A city is not just made up of a bunch of houses and lots of people. It is a complicated system that goes far deeper than the ground surface and much higher than the rooftops. Cruise ships are like cities to the ocean. The largest of them carry thousands of people for months at a time. This floating city needs all kind of systems that you have in your house; only they need to be much bigger. The washing machines wash thousands of sheets every day, hundreds of gallons of salt-free drinking water, tons and tons of food, water filtration systems for pools, and most of all, a proper system to dispose of hundreds of pounds of poop.

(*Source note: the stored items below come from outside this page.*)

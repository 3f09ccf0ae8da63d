//! Build script for spotishuffler.
//!
//! Places `.env.example` next to where the application looks for its `.env`
//! (`<data_local_dir>/spotishuffler/`), so a fresh install has a template to
//! copy from. The build never fails because of it: an unwritable data
//! directory (sandboxed or CI builds) only produces a cargo warning.

use std::{env, fs, path::PathBuf};

fn main() {
    println!("cargo:rerun-if-changed=.env.example");
    println!("cargo:rerun-if-env-changed=SPOTISHUFFLER_SKIP_ENV_TEMPLATE");

    if env::var_os("SPOTISHUFFLER_SKIP_ENV_TEMPLATE").is_some() {
        return;
    }

    if let Err(e) = install_env_template() {
        println!("cargo:warning=could not install .env.example: {e}");
    }
}

fn install_env_template() -> Result<(), Box<dyn std::error::Error>> {
    let manifest_dir = PathBuf::from(env::var("CARGO_MANIFEST_DIR")?);
    let template = manifest_dir.join(".env.example");
    if !template.is_file() {
        println!(
            "cargo:warning=.env.example not found at {}",
            template.display()
        );
        return Ok(());
    }

    let mut out_dir = dirs::data_local_dir().unwrap_or_else(|| PathBuf::from("."));
    out_dir.push("spotishuffler");
    fs::create_dir_all(&out_dir)?;

    let contents = fs::read_to_string(&template)?;
    let target = out_dir.join(".env.example");
    // leave an identical copy alone so its mtime stays meaningful
    if fs::read_to_string(&target).ok().as_deref() != Some(contents.as_str()) {
        fs::write(target, contents)?;
    }
    Ok(())
}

Beyond the massive floating mechanism of the cruise ships are dozens of other systems that take care of everyday life for the people on board.
Garbage Disposal
The ships have waste recycling plants that are equipped with hydraulic presses that squeeze cardboard and aluminum into blocks, giant glass crushers spanning over 50 cubic feet, that turn glass bottles to tiny pellets, and the rest of nonrecyclable waste is burned in incinerators. The food waste is made into a pulp and fed to the fish in the sea.
Water Filtration
The freshwater swimming pools onboard the giant ships use treated water from the sea. This water is either obtained using reverse-osmosis membranes that filter out the salt, or by using evaporators that use heat from the engine to get fresh water vapors. The treated water then goes on to the swimming pools.
Exhaust Scrubbers
The exhaust systems on the mega liners do not release toxic sulfur oxides into the atmosphere. The exhaust enters into a cylindrical tank, which sprayed with a solution of caustic soda and seawater sprays from all sides trapping the sulfur oxides. This solution then falls into a storage tank deep into the ship.
Food
The thousands of passengers on board a massive cruise ship can use up to 23,000 pounds of flour, and 42,000 pineapples in just one year. And this does not even include all the other kinds of luxury foods and delicacies that are served. All of this food is stored in freezers the size of a ballroom. The food is delivered to the 1000-seat dining rooms on escalators.
Poop
The toilets are connected to vacuum suction lines that pack the excretions into marine sanitation farms that extract the water, treat it, and pump it back into the ocean. The remaining sludge is digested by aerobic bacteria in storage tanks and later offloaded on the shore, nearly every month.
Laundry
Hundreds of pounds of sheets are loaded into large capacity washing machines. When washed, huge machines iron and press the sheets, and another 27-foot wide device is dedicated to stretching and folding these sheets into rectangles.
Control Room
The control room on the cruise ship lies two floors below the passenger decks, along with the engines, and keeps control of the air-conditioning compressors, diesel generators, and other systems. In the most advanced of the ships, these controls are displayed on tables with grand touch screens.
Entertainment
The upper decks hold most of the fun stuff onboard. The spa rooms are filled with snow by cold compressed air and water nozzles. If you want to enjoy extreme sports, some ships allow surfing and even skydiving. 23 feet high chambers blast winds of hundreds of miles an hour that simulates a skydive.
So a cruise ship is a complicated structure, and having watched Titanic, everyone does have a slight idea of how life works on the mega liners.